_Exercise description_: For the word "IdentityService", state how many lines of the data include it. Respond with the number only.

Stored items

# # # # # # #

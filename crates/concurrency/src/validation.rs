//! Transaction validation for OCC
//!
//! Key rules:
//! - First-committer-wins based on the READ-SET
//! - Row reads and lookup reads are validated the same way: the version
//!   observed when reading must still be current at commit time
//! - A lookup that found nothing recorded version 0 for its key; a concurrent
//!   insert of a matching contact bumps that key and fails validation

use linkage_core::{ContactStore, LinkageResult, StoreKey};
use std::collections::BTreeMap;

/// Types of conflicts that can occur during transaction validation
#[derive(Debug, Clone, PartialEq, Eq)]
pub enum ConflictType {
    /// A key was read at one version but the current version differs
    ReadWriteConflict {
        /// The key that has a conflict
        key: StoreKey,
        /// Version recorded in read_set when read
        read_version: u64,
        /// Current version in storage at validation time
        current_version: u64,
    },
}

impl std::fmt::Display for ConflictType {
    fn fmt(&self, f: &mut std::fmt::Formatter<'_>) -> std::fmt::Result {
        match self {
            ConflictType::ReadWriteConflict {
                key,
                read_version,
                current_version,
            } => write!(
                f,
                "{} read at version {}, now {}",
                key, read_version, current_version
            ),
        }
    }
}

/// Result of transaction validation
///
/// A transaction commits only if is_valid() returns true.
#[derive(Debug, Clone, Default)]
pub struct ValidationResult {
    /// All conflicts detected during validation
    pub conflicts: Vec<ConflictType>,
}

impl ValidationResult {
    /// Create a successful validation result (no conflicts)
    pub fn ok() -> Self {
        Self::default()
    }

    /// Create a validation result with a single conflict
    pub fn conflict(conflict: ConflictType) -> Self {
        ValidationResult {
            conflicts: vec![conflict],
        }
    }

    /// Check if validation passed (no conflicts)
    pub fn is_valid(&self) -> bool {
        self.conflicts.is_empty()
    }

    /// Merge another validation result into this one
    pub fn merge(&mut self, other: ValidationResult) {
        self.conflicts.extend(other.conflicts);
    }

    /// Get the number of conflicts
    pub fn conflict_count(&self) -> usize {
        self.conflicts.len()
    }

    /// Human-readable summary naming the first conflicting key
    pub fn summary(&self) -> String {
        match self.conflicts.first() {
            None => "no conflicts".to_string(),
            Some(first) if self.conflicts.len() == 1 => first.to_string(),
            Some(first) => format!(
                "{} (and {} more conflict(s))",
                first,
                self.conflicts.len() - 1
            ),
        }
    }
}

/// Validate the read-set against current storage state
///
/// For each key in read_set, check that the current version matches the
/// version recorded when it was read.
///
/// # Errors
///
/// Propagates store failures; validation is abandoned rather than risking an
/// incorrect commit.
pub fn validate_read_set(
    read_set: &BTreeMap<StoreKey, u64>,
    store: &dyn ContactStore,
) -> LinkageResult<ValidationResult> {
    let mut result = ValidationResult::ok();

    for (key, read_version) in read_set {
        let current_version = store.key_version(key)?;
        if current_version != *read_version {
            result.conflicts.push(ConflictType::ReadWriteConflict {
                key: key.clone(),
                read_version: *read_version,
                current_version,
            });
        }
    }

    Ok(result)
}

# # # # # # #

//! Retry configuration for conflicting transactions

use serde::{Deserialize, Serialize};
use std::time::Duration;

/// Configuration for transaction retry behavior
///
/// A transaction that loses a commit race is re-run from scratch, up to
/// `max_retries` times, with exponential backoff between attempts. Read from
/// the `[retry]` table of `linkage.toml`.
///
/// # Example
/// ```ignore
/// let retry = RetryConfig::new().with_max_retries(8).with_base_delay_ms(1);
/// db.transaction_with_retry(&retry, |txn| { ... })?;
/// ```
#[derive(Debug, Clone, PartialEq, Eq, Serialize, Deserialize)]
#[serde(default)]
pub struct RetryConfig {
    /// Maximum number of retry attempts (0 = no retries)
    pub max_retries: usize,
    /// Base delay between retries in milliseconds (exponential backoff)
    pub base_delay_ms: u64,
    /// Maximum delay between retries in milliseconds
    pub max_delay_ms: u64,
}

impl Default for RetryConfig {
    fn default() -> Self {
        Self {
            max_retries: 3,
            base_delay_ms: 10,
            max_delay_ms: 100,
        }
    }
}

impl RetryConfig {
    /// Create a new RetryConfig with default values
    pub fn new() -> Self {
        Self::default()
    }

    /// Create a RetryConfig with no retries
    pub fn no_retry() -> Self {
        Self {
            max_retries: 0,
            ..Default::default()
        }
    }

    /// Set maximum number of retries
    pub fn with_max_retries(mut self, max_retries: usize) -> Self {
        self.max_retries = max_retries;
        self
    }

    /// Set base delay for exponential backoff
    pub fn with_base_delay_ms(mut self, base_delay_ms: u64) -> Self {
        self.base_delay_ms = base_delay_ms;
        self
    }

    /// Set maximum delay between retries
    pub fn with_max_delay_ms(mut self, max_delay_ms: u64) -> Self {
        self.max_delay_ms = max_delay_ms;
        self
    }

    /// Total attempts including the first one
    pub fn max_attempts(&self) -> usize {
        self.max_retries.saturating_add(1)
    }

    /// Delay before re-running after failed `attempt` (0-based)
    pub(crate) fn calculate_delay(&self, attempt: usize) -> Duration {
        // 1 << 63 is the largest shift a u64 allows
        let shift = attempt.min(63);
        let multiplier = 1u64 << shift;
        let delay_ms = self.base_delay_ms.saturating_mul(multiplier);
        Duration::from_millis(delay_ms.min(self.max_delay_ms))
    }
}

# # # # # # #

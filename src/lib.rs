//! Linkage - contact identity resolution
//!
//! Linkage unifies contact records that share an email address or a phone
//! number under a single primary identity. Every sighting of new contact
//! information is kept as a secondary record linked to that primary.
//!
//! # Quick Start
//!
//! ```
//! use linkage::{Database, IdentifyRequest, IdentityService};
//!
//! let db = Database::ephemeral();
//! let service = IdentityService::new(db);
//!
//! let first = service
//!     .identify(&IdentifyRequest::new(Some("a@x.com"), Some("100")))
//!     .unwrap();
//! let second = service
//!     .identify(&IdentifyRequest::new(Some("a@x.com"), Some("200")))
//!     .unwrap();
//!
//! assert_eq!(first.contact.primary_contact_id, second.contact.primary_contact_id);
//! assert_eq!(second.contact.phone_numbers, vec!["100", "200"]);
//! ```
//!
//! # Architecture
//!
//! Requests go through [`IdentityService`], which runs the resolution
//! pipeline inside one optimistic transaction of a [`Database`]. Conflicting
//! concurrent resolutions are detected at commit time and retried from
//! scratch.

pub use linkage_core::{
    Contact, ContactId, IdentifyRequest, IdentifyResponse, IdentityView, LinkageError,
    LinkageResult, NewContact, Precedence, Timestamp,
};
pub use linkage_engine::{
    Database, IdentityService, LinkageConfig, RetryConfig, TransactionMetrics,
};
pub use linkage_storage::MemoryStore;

# # # # # # #

_Response box_: 4